D. Shohag Loves GCD
time limit per test
2 seconds
memory limit per test
256 megabytes
input
standard input
output
standard output

Shohag has an integer $$$n$$$ and a set $$$S$$$ of $$$m$$$ unique integers. Help him find the lexicographically largest$$$^{\text{∗}}$$$ integer array $$$a_1, a_2, \ldots, a_n$$$ such that $$$a_i \in S$$$ for each $$$1 \le i \le n$$$ and $$$a_{\operatorname{gcd}(i, j)} \neq \operatorname{gcd}(a_i, a_j)$$$$$$^{\text{†}}$$$ is satisfied over all pairs $$$1 \le i \lt j \le n$$$, or state that no such array exists.

$$$^{\text{∗}}$$$An array $$$a$$$ is lexicographically larger than an array $$$b$$$ of the same length if $$$a \ne b$$$, and in the first position where $$$a$$$ and $$$b$$$ differ, the array $$$a$$$ has a larger element than the corresponding element in $$$b$$$.

$$$^{\text{†}}$$$$$$\gcd(x, y)$$$ denotes the greatest common divisor (GCD) of integers $$$x$$$ and $$$y$$$.

Input

The first line contains a single integer $$$t$$$ ($$$1 \le t \le 10^4$$$) — the number of test cases.

The first line of each test case contains two integers $$$n$$$ and $$$m$$$ ($$$1 \le m \le n \le 10^5$$$).

The second line contains $$$m$$$ unique integers in increasing order, representing the elements of the set $$$S$$$ ($$$1 \le x \le n$$$ for each $$$x \in S$$$).

It is guaranteed that the sum of $$$n$$$ over all test cases does not exceed $$$3 \cdot 10^5$$$.

Output

For each test case, if there is no solution print $$$-1$$$, otherwise print $$$n$$$ integers — the lexicographically largest integer array that satisfies the conditions.

Example
Input
3
6 3
3 4 6
1 1
1
2 1
2
Output
6 4 4 3 4 3 
1 
-1
Note

In the first test case, every element in the array belongs to the given set $$$S = \{3, 4, 6\}$$$, and all pairs of indices of the array satisfy the necessary conditions.

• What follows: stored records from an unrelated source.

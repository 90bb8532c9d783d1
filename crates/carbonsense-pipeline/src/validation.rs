//! Request validation. Failures are client-visible (HTTP 400).

use carbonsense_core::errors::ValidationError;
use carbonsense_core::models::Domain;
use carbonsense_core::traits::Coordinates;
use carbonsense_core::VehicleType;

use crate::request::PredictRequest;

/// A request whose fields are all within range.
#[derive(Debug, Clone, PartialEq)]
pub struct ValidatedRequest {
    pub domain: Domain,
    /// `distance_km` for transport, `kwh` for energy.
    pub quantity: Option<f64>,
    pub hour: u32,
    pub day_of_week: u32,
    pub is_weekend: bool,
    pub location: String,
    pub vehicle: VehicleType,
    pub route: Option<(Coordinates, Coordinates)>,
}

/// Name of the domain's quantity field.
pub fn quantity_field(domain: Domain) -> &'static str {
    match domain {
        Domain::Transport => "distance_km",
        Domain::Energy => "kwh",
    }
}

/// Validate a `/predict` body. The domain's quantity is required.
pub fn validate_predict(request: &PredictRequest) -> Result<ValidatedRequest, ValidationError> {
    let validated = validate_common(request)?;
    if validated.quantity.is_none() {
        return Err(ValidationError::missing(quantity_field(request.domain)));
    }
    Ok(validated)
}

/// Validate an `/optimize` body. The quantity is optional and defaults later.
pub fn validate_optimize(request: &PredictRequest) -> Result<ValidatedRequest, ValidationError> {
    validate_common(request)
}

fn validate_common(request: &PredictRequest) -> Result<ValidatedRequest, ValidationError> {
    let raw_quantity = match request.domain {
        Domain::Transport => request.distance_km,
        Domain::Energy => request.kwh,
    };
    let quantity = raw_quantity
        .map(|v| non_negative(quantity_field(request.domain), v))
        .transpose()?;

    Ok(ValidatedRequest {
        domain: request.domain,
        quantity,
        hour: in_range("hour", request.hour, 0, 23)?,
        day_of_week: in_range("day_of_week", request.day_of_week, 0, 6)?,
        is_weekend: in_range("is_weekend", request.is_weekend, 0, 1)? == 1,
        location: request.location.trim().to_string(),
        vehicle: VehicleType::from_name_or_default(request.vehicle_type.as_deref()),
        route: route(request)?,
    })
}

fn non_negative(field: &str, value: f64) -> Result<f64, ValidationError> {
    if value.is_finite() && value >= 0.0 {
        Ok(value)
    } else {
        Err(ValidationError::Negative {
            field: field.to_string(),
            value,
        })
    }
}

fn in_range(field: &str, value: i64, min: i64, max: i64) -> Result<u32, ValidationError> {
    if (min..=max).contains(&value) {
        // Bounds are within u32.
        Ok(value as u32)
    } else {
        Err(out_of_range(field, value as f64, min as f64, max as f64))
    }
}

fn out_of_range(field: &str, value: f64, min: f64, max: f64) -> ValidationError {
    ValidationError::OutOfRange {
        field: field.to_string(),
        value,
        min,
        max,
    }
}

fn coordinate(field: &str, value: f64, limit: f64) -> Result<f64, ValidationError> {
    if (-limit..=limit).contains(&value) {
        Ok(value)
    } else {
        Err(out_of_range(field, value, -limit, limit))
    }
}

fn route(request: &PredictRequest) -> Result<Option<(Coordinates, Coordinates)>, ValidationError> {
    match (
        request.start_lat,
        request.start_lon,
        request.end_lat,
        request.end_lon,
    ) {
        (None, None, None, None) => Ok(None),
        (Some(start_lat), Some(start_lon), Some(end_lat), Some(end_lon)) => {
            let start = Coordinates::new(
                coordinate("start_lat", start_lat, 90.0)?,
                coordinate("start_lon", start_lon, 180.0)?,
            );
            let end = Coordinates::new(
                coordinate("end_lat", end_lat, 90.0)?,
                coordinate("end_lon", end_lon, 180.0)?,
            );
            Ok(Some((start, end)))
        }
        _ => Err(ValidationError::IncompleteCoordinates),
    }
}

#[cfg(test)]
mod tests {
    use super::*;

    #[test]
    fn missing_quantity_names_the_field() {
        let mut request = PredictRequest::energy(1.0, "UK");
        request.kwh = None;
        assert_eq!(
            validate_predict(&request).unwrap_err().to_string(),
            "kwh required"
        );
        assert!(validate_optimize(&request).is_ok());
    }

    #[test]
    fn nan_is_rejected() {
        let request = PredictRequest::transport(f64::NAN, "UK");
        assert!(matches!(
            validate_predict(&request),
            Err(ValidationError::Negative { .. })
        ));
    }
}
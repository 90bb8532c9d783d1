/// Live grid intensity relative to the intensity the models were trained on.
pub fn grid_factor(live_intensity: f64, training_intensity: f64) -> f64 {
    live_intensity / training_intensity
}

/// Linear weather adjustment: a score of +10 raises emissions by 10%.
pub fn weather_factor(impact_score: i32) -> f64 {
    1.0 + f64::from(impact_score) / 100.0
}
use carbonsense_core::models::{
    Confidence, ContextScore, GridReading, Method, ModelOutcome, PredictionResult, Rating,
    SignalMeta, WeatherCondition,
};
use carbonsense_core::VehicleType;

#[test]
fn rating_is_a_step_function_of_score() {
    assert_eq!(Rating::from_score(100.0), Rating::Excellent);
    assert_eq!(Rating::from_score(80.0), Rating::Excellent);
    assert_eq!(Rating::from_score(79.9), Rating::Good);
    assert_eq!(Rating::from_score(65.0), Rating::Good);
    assert_eq!(Rating::from_score(50.0), Rating::Fair);
    assert_eq!(Rating::from_score(35.0), Rating::Poor);
    assert_eq!(Rating::from_score(34.9), Rating::VeryPoor);
    assert_eq!(Rating::from_score(0.0), Rating::VeryPoor);
}

#[test]
fn very_poor_rating_serializes_with_space() {
    let score = ContextScore {
        score: 10.0,
        rating: Rating::VeryPoor,
        message: Rating::VeryPoor.message().to_string(),
        factors: vec![],
        weights: Default::default(),
    };
    let json = serde_json::to_value(&score).unwrap();
    assert_eq!(json["rating"], "Very Poor");
}

#[test]
fn grid_reading_flattens_provenance() {
    let reading = GridReading {
        intensity_gco2_kwh: 212.0,
        meta: SignalMeta {
            source: "UK Carbon Intensity API (Free)".into(),
            location: "United Kingdom".into(),
            timestamp: "2024-01-01T12:00Z".into(),
            confidence: Confidence::High,
            method: Method::Api,
        },
        components: None,
        comparison: None,
    };
    let json = serde_json::to_value(&reading).unwrap();
    assert_eq!(json["intensity_gco2_kwh"], 212.0);
    assert_eq!(json["confidence"], "high");
    assert_eq!(json["method"], "api");
    assert!(json.get("components").is_none());
}

#[test]
fn method_labels_are_snake_case() {
    let labels: Vec<String> = [
        Method::Api,
        Method::Temporal,
        Method::Static,
        Method::TimeBasedEstimate,
        Method::RealTimeApi,
    ]
    .iter()
    .map(|m| serde_json::to_value(m).unwrap().as_str().unwrap().to_string())
    .collect();
    assert_eq!(
        labels,
        vec!["api", "temporal", "static", "time_based_estimate", "real_time_api"]
    );
}

#[test]
fn model_outcome_is_untagged() {
    let ok = serde_json::to_value(ModelOutcome::Success(PredictionResult::point(1.5))).unwrap();
    assert_eq!(ok, serde_json::json!({"mean": 1.5}));
    let failed = serde_json::to_value(ModelOutcome::Failed {
        error: "boom".into(),
    })
    .unwrap();
    assert_eq!(failed, serde_json::json!({"error": "boom"}));
}

#[test]
fn interval_is_symmetric() {
    let p = PredictionResult::with_interval(2.0, 0.5, 1.96);
    assert!((p.ci_lower.unwrap() - 1.02).abs() < 1e-9);
    assert!((p.ci_upper.unwrap() - 2.98).abs() < 1e-9);
}

#[test]
fn vehicle_factors_are_exact() {
    let expected = [
        ("petrol_car", 0.170),
        ("diesel_car", 0.165),
        ("hybrid", 0.110),
        ("electric", 0.053),
        ("motorcycle", 0.113),
        ("bus", 0.089),
        ("train", 0.041),
        ("bicycle", 0.000),
        ("walking", 0.000),
    ];
    for (name, factor) in expected {
        let vehicle = VehicleType::from_name(name).unwrap();
        assert_eq!(vehicle.emission_factor(), factor, "{name}");
    }
    assert_eq!(
        VehicleType::from_name_or_default(Some("hovercraft")),
        VehicleType::PetrolCar
    );
    assert_eq!(VehicleType::from_name("Electric"), Some(VehicleType::Electric));
}

#[test]
fn weather_condition_groups() {
    assert_eq!(WeatherCondition::from_label("Clear"), WeatherCondition::Clear);
    assert_eq!(WeatherCondition::from_label("Mist"), WeatherCondition::Other);
    assert!(WeatherCondition::Drizzle.is_rain());
    assert!(!WeatherCondition::Snow.is_rain());
}
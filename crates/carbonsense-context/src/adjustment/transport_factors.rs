use carbonsense_core::models::{WeatherCondition, WeatherObservation};

/// Weather multiplier for road transport with the reasons that raised it.
///
/// Starts at 1.0; each condition adds its own penalty.
pub fn weather_multiplier(observation: &WeatherObservation) -> (f64, Vec<String>) {
    let mut multiplier = 1.0;
    let mut reasons = Vec::new();
    let temp = observation.temperature_c;

    if temp < 0.0 {
        multiplier += 0.15;
        reasons.push(format!("Freezing ({temp:.0}°C): cold starts and cabin heating"));
    } else if temp < 10.0 {
        multiplier += 0.08;
        reasons.push(format!("Cold ({temp:.0}°C): longer engine warm-up"));
    }
    if temp > 30.0 {
        multiplier += 0.10;
        reasons.push(format!("Hot ({temp:.0}°C): air conditioning load"));
    }

    if observation.wind_speed_ms > 10.0 {
        multiplier += 0.05;
        reasons.push(format!(
            "High wind ({:.1} m/s): extra aerodynamic drag",
            observation.wind_speed_ms
        ));
    }

    match observation.condition {
        WeatherCondition::Rain | WeatherCondition::Drizzle => {
            multiplier += 0.05;
            reasons.push("Rain: higher rolling resistance and slower traffic".to_string());
        }
        WeatherCondition::Snow => {
            multiplier += 0.15;
            reasons.push("Snow: low traction and slow traffic".to_string());
        }
        WeatherCondition::Thunderstorm => {
            multiplier += 0.08;
            reasons.push("Thunderstorm: heavy rain and disrupted traffic".to_string());
        }
        _ => {}
    }

    (multiplier, reasons)
}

In particular, for pair $$$(2, 3)$$$, $$$a_{\operatorname{gcd}(2, 3)} = a_1 = 6$$$ and $$$\operatorname{gcd}(a_2, a_3) = \operatorname{gcd}(4, 4) = 4$$$, so they are not equal. There are other arrays that satisfy the conditions as well but this one is the lexicographically largest among them.

In the third test case, there is no solution possible because we are only allowed to use $$$a = [2, 2]$$$ but for this array, for pair $$$(1, 2)$$$, $$$a_{\operatorname{gcd}(1, 2)} = a_1 = 2$$$ and $$$\operatorname{gcd}(a_1, a_2) = \operatorname{gcd}(2, 2) = 2$$$, so they are equal which is not allowed!